Tuesday 17 October 2017
India has shown a stable and well-performing GDP growth rate, and a booming economy that has earned interest from international investors. Despite increasing incomes, and ranking among the fastest growing economies in the world, the country still faces immense poverty. Wealth distribution is more inequitable than over. Rural India, home to 70% of India’s 1.2 billion population, suffers from high rates of poverty. This crisis needs India immediately bring focussed attention through intervention strategies.
Considering the socio-economic development from various aspects, here are some insights on resolving India’s poverty crisis in a sustainable manner.
Across both rural and urban India, India’s poverty magnitude has risen substantially.
i. Rural Poverty: Rural India sees deep rates of poverty. Most rural farmers experience poverty and malnutrition, and invest 80% of their earnings on food items.
ii. Urban Poverty: A large amount of urban Indians spend a significant food.

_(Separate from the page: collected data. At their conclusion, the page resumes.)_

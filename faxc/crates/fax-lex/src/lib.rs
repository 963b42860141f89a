//! Character-level lexer for `fax-pp`'s C-preprocessor-compatible token
//! stream.
//!
//! This crate has no knowledge of macros, conditionals, or includes — it
//! only turns one source buffer into [`Token`]s. `fax-pp` owns one
//! [`Lexer`] per entry on its include stack and drives `next_token` itself.

pub mod cursor;
pub mod lexer;
pub mod token;

pub use cursor::{Cursor, CursorSnapshot};
pub use lexer::Lexer;
pub use token::{Token, TokenKind};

And, the many migrants who travel to live in cities also must spend on rent.
How India can fight poverty
i. Income generation
Creating opportunities for Income generation is one of the most important strategies to address poverty. According to Nobel Prize winner and Harvard professor Amartya Sen, government investment in poverty aid programs can address poverty. However, Jagdish Bhagwati, Columbia professor and leading trade economist has recommended industry growth as a means to support the rise of the middle class. However, a combination of this - stimulate growth at scale, in villages with high poverty can be the ideal solution. This can happen by providing wages or salary, while encouraging opportunities for savings and investment that must be implemented.
Addressing Illiteracy is one of the powerful ways to fight poverty. Without literacy, people are vulnerable to unemployment. Almost 51 % of rural families generate their livelihood from casual labour, and 30 % earn from agriculture.
Education is relevant no matter what their line of work. From identifying new techniques to enhance their farm productivity, to find new jobs, education can fight poverty. A critical component of this strategy is girl child and women education, because it enables women to earn and support their families. Educated mothers are also better decision makers, influencing the overall household priority towards education.
The importance of skill development cannot be stated enough. Modern industry has a high demand for skilled and component labours and workers. With a decline in unskilled labours across factories, developing skills for specific trade must be strongly encouraged. Developing technical and vocational skills can be a catalyst to help eradicate poverty from India.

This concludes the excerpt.